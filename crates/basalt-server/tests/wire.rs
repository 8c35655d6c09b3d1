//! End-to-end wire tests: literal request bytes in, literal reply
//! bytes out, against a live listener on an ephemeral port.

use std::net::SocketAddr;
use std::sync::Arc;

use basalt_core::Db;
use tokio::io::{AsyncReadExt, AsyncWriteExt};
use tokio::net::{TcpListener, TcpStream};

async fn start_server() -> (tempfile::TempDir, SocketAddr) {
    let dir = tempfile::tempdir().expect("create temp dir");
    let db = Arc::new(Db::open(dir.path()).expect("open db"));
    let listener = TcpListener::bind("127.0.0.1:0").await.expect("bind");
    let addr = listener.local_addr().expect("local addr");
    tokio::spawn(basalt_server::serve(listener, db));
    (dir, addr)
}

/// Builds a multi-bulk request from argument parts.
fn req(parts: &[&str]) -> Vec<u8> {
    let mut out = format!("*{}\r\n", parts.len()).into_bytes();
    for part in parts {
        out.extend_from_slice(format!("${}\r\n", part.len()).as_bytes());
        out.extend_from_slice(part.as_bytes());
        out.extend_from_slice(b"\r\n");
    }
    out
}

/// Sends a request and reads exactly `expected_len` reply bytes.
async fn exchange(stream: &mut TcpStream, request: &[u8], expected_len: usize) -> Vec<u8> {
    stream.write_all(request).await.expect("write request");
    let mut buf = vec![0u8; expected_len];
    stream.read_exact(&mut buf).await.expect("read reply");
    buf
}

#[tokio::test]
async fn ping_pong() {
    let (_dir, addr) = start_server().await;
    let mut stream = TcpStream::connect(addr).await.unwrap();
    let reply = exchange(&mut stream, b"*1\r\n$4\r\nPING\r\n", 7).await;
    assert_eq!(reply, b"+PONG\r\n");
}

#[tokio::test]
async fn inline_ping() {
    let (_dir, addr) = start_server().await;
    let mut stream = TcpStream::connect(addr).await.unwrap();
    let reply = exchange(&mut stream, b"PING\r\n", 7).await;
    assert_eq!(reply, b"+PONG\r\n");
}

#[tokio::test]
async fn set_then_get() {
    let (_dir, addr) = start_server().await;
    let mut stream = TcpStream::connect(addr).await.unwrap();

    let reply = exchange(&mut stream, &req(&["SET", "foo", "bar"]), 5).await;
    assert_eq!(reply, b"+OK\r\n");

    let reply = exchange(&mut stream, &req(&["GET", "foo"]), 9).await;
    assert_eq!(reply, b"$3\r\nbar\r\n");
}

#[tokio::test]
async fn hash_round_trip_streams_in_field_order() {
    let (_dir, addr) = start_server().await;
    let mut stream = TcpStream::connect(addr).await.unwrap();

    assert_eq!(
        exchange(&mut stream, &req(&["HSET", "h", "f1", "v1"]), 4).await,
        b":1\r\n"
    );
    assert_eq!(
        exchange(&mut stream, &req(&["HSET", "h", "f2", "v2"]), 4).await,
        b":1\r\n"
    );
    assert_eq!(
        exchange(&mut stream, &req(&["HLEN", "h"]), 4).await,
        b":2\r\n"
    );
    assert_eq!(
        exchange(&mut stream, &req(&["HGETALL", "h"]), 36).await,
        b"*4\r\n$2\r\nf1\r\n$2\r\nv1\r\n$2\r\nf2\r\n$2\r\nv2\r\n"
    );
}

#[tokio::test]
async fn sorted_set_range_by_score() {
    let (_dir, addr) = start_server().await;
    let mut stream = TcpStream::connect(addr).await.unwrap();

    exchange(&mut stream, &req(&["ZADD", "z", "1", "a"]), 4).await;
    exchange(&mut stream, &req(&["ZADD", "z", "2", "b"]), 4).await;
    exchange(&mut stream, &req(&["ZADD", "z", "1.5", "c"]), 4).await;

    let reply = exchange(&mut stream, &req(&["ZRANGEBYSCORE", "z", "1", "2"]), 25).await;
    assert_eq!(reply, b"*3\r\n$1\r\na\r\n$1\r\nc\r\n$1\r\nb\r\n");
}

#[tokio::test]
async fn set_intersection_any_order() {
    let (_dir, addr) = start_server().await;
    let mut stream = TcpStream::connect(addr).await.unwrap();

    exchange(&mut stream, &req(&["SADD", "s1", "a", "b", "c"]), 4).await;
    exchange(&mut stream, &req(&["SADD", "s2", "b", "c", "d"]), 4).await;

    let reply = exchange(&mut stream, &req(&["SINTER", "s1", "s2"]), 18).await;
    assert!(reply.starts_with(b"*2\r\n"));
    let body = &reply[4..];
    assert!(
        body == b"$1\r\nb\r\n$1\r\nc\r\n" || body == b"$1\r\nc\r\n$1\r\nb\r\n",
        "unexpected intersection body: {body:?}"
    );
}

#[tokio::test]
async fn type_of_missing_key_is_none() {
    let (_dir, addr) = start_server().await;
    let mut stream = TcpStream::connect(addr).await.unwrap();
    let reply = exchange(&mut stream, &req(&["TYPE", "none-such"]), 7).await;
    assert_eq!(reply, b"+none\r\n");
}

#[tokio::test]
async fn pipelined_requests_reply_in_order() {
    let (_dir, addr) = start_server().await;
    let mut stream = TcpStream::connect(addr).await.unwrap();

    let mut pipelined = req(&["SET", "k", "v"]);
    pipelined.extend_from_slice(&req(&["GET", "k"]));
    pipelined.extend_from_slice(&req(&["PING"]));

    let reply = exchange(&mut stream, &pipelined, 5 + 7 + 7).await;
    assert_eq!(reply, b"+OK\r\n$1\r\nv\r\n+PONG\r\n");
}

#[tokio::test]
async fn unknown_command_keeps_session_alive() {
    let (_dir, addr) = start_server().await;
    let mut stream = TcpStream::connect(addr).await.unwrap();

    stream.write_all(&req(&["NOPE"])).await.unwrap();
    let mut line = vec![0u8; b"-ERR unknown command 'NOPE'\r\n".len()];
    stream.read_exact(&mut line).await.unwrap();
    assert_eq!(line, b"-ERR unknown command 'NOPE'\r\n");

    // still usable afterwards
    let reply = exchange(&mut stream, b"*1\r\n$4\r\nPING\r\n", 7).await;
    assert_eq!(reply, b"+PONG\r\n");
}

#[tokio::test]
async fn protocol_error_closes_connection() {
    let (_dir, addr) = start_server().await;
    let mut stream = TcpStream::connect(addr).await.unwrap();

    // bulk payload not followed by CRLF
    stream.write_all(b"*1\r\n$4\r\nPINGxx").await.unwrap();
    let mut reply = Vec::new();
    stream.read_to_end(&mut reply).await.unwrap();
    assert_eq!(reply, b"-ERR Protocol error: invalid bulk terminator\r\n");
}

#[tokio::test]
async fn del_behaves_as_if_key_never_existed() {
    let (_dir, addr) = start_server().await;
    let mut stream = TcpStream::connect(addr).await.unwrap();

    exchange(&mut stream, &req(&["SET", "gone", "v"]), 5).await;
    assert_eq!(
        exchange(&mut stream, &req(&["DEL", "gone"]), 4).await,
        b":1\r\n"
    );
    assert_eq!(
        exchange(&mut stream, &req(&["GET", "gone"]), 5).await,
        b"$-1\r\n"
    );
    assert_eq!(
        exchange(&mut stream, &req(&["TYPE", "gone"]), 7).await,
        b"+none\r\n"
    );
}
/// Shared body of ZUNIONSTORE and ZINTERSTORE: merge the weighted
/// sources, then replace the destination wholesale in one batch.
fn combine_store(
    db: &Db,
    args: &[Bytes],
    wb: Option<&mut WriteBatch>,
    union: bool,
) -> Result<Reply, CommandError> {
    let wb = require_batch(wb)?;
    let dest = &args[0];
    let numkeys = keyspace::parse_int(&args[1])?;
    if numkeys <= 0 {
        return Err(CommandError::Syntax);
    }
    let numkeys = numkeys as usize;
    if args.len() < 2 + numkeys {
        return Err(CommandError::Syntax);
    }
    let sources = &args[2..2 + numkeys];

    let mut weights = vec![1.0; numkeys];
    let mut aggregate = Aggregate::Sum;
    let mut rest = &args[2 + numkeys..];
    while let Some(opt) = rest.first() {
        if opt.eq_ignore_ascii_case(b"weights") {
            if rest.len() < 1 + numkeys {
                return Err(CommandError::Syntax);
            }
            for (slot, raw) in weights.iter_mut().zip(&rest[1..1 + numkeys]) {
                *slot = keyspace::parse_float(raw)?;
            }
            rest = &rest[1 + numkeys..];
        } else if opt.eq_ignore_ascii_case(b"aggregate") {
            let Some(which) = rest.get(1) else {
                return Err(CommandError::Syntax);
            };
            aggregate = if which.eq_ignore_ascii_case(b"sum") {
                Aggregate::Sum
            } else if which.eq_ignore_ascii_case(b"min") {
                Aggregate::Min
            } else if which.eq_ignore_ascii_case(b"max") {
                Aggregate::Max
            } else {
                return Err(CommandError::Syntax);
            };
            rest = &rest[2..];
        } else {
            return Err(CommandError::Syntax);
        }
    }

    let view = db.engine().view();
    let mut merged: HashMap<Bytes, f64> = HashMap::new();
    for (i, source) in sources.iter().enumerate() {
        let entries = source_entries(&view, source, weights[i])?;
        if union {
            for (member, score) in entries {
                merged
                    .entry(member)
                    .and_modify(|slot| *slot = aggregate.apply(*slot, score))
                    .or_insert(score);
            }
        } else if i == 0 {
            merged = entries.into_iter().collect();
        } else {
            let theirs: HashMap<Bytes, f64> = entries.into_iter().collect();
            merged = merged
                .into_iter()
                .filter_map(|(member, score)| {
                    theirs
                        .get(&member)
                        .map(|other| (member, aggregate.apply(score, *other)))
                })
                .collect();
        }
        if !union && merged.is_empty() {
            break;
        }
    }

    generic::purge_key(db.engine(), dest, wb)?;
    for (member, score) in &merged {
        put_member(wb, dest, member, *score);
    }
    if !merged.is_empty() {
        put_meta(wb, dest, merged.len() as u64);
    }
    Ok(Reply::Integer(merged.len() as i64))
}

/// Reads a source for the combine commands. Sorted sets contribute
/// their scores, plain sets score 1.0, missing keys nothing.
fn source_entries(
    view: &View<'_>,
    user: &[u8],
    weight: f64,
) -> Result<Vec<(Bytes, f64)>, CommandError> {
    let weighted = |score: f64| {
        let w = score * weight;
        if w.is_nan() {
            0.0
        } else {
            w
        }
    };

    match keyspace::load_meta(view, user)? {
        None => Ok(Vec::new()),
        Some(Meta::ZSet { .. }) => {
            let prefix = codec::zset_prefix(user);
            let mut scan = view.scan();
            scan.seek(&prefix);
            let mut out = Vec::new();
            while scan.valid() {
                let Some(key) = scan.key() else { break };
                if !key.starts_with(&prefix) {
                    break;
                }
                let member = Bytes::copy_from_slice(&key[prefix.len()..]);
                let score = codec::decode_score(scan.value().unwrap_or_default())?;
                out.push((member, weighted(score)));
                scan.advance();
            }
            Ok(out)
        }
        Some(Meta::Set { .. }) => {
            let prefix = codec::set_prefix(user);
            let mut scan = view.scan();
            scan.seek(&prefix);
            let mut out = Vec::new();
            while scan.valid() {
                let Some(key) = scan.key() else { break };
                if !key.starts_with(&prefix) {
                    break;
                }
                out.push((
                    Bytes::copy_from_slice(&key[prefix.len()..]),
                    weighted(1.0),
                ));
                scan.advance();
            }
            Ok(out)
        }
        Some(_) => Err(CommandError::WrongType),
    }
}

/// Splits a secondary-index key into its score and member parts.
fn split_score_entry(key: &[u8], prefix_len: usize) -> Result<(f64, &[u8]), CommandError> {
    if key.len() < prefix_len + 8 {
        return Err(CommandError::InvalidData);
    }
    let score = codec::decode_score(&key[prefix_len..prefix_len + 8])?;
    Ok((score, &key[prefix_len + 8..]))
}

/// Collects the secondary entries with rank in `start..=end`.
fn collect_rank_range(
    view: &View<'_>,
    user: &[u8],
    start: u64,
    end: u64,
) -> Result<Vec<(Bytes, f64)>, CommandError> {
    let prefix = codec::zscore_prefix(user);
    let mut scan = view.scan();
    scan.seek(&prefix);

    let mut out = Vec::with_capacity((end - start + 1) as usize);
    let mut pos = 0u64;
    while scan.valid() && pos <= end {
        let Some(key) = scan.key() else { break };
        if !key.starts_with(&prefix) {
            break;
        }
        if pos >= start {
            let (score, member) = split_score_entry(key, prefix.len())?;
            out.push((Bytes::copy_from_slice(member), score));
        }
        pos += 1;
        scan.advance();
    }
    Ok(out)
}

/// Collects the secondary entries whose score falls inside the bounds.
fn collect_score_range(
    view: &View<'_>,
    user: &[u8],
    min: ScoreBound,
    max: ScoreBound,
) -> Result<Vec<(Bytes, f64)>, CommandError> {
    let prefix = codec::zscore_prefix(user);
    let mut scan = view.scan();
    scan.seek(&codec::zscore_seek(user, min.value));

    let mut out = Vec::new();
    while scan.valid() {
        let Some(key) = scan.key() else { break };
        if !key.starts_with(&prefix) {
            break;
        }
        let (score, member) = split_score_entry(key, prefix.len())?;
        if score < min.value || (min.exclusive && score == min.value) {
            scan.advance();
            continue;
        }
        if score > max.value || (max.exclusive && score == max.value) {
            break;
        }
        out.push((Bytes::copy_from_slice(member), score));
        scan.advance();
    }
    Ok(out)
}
++++
WHAT YOU WILL DO: Lines above that have "merged": copy each of them.

TASK ANSWER:
    let mut merged: HashMap<Bytes, f64> = HashMap::new();
                merged
            merged = entries.into_iter().collect();
            merged = merged
        if !union && merged.is_empty() {
    for (member, score) in &merged {
    if !merged.is_empty() {
        put_meta(wb, dest, merged.len() as u64);
    Ok(Reply::Integer(merged.len() as i64))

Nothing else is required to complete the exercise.